Before my husband and I left for church yesterday, we happened to catch part of David Gregory’s interview of Rep. Michele Bachmann on “Meet The Press.”
I started paying attention to the program when Gregory asked her about her faith. (You can click on the image above for the video. The complete transcript is here.)
The nature of my work sometimes gives me the sense that we’re headed down the slippery slope, about 150 miles an hour.
Gregory’s questioning of Bachmann made me think that maybe we’re going about 180 miles/hour. I don’t expect Gregory to agree with Bachmann or any other candidate and I expect him to ask hard hitting questions. I also expect him to show some journalistic integrity and fundamental respect for religious beliefs. He displayed neither.
His questions about her perspective of wives as submissive to their husbands [Ephesians 5] were to be expected since she’d spoken openly about it and such questions are always asked when possible. She answered well. In essence, she gave an answer that’s very close to that of Aquinas who maintains that there are two types of submission: servile and economic. In the first, the submissive person looses or gives up his or her will. In the second, which applies to marriage, the submissive or submitting person agrees to acknowledge another person as the head of a particular group, whether a family, a church, a government, or even a sports team or some other organization. No one gives up his or her will, but different roles are acknowledged and accepted.
From the transcript:
REP. BACHMANN: We’ve been married almost 33 years and I have a great deal of respect for my husband. He’s a wonderful, wonderful man and a great father to our children. And he’s also filled with good advice. He…
MR. GREGORY: But so his word goes?
REP. BACHMANN: …he leads–pardon?
MR. GREGORY: His word goes?
REP. BACHMANN: Well, both of our words go. We respect each other. We have a mutual partnership in our marriage, and that’s the only way that we could accomplish what we’ve done in life is to be a good team. We’re a good team together.
Gregory goes on to ask her about her faith and her relationship in God. He can’t even hide his incredulousness and perhaps contempt.
Again, from the transcript:
MR. GREGORY: Guide has–God has guided your decisions in life. Would God guide your decisions that you would make as president of the United States?
REP. BACHMANN: Well, as president of the United States, I would pray. I would pray and ask the Lord for guidance. That’s what presidents have done throughout history. George Washington did. Abraham Lincoln did.
MR. GREGORY: But you said that Gald–God called me to run for Congress. God has said certain things about, you know, going to law school, about pursuing other decisions in your life. There’s a difference between God as a sense of comfort and safe harbor and inspiration, and God telling you to take a particular action. [Emphasis.]

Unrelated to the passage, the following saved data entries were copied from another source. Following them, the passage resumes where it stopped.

use std::sync::LazyLock;

use regex::Regex;

/// Separator between path strings in a fingerprint. Never part of path data.
pub const FINGERPRINT_SEPARATOR: char = '|';

/// Paths this short or shorter are treated as noise.
const MIN_PATH_LEN: usize = 5;

static PATH_DATA_REGEX: LazyLock<Regex> = LazyLock::new(|| Regex::new(r#"d="([^"]+)""#).unwrap());
/// `clip0_14621_994`-style ids picked up from `id="..."` attributes.
static CLIP_ID_REGEX: LazyLock<Regex> = LazyLock::new(|| Regex::new(r"^clip\d").unwrap());

/// Order-independent summary of an icon's geometry: its normalized path data, sorted.
#[derive(Debug, Clone, PartialEq, Eq, Hash, PartialOrd, Ord)]
pub struct Signature {
    paths: Vec<String>,
}

impl Signature {
    /// Signature of an SVG fragment. Fill, stroke and element order are ignored.
    pub fn of(markup: &str) -> Self {
        let mut paths: Vec<String> = PATH_DATA_REGEX
            .captures_iter(markup)
            .map(|caps| caps.get(1).map_or("", |m| m.as_str()))
            .filter(|d| !CLIP_ID_REGEX.is_match(d))
            .filter(|d| d.len() > MIN_PATH_LEN)
            .map(|d| d.split_whitespace().collect::<Vec<_>>().join(" "))
            .collect();
        paths.sort();
        Self { paths }
    }

    pub fn paths(&self) -> &[String] {
        &self.paths
    }

    pub fn is_empty(&self) -> bool {
        self.paths.is_empty()
    }

    /// Single-string form used for exact and approximate comparison.
    pub fn fingerprint(&self) -> String {
        self.paths.join(&FINGERPRINT_SEPARATOR.to_string())
    }
}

REP. BACHMANN: All I can tell you is what my experience has been. I’m extremely grateful to, to have a faith in God. I, I see that God has so blessed this country. His–you know, we heard that song that he’s “shed his grace” on the United States. I believe it. He’s been very good to our country. And I think that it’s important for us to seek his guidance and to pray and to listen to his voice.
So, for Gregory, God is “[A] sense of comfort and safe harbor and inspiration,” but we shouldn’t have the sense that God wants us to “take a particular action.” It sounds like Gregory mocks the very notion of the Judeo-Christian God as a real being as opposed to a fictional notion in people’s minds. Bachmann’s answer indicates that he’s also disrespecting the tradition of faith in public life in the United States.
Religion is a personal matter and no one should be forced to believe any religion. At the same time, there should be respect for different beliefs, particularly those held by millions of people for thousands of years. Jews and Christians alike have a tradition of praying to God for guidance in action. Other religious faiths have similar traditions. People who have serious religious beliefs tend not to describe God as a Hallmark card or a warm, fuzzy feeling. It’s Gregory’s prerogative not to share those beliefs, but he comes across as mocking them. And it’s definitely not his job as the host of a political show to call into question the foundation of billions of believers throughout history.
He started in the way in which he questioned her idea of submission and its role in her marriage. And while I’m not a fan of claiming media bias (despite my experience of it), the only people I see consistently challenged on their views of marriage are practicing Christians and Orthodox Jews. I don’t recall anyone asking Senator Clinton in any of her campaigns why she puts up with a philandering husband.
Then he moved to her relationship with God which he suggests should not have any real impact on her life. She did a great job of answering his questions, but he still asserts that she was less than forthcoming about her faith.
David Gregory ought to be called out for his manner of questioning. If he needs some help with etiquette I recommend that he hire Letitia Baldrige or another expert for personal instruction.
I know serious Democrats, Republicans, and Independents. I don’t know any of them who think that mocking a candidate’s religious beliefs, or those of millions of people, is fair game.
For the purposes of my work, I try and refrain from talking about political issues unless they directly concern fundamental ethical or moral issues as demonstrated by this attack (perhaps unintentional) on religious beliefs. I have no favorite candidate for 2012, although I must admit that I’d love to see a rogue Democrat challenge President Obama for the nomination.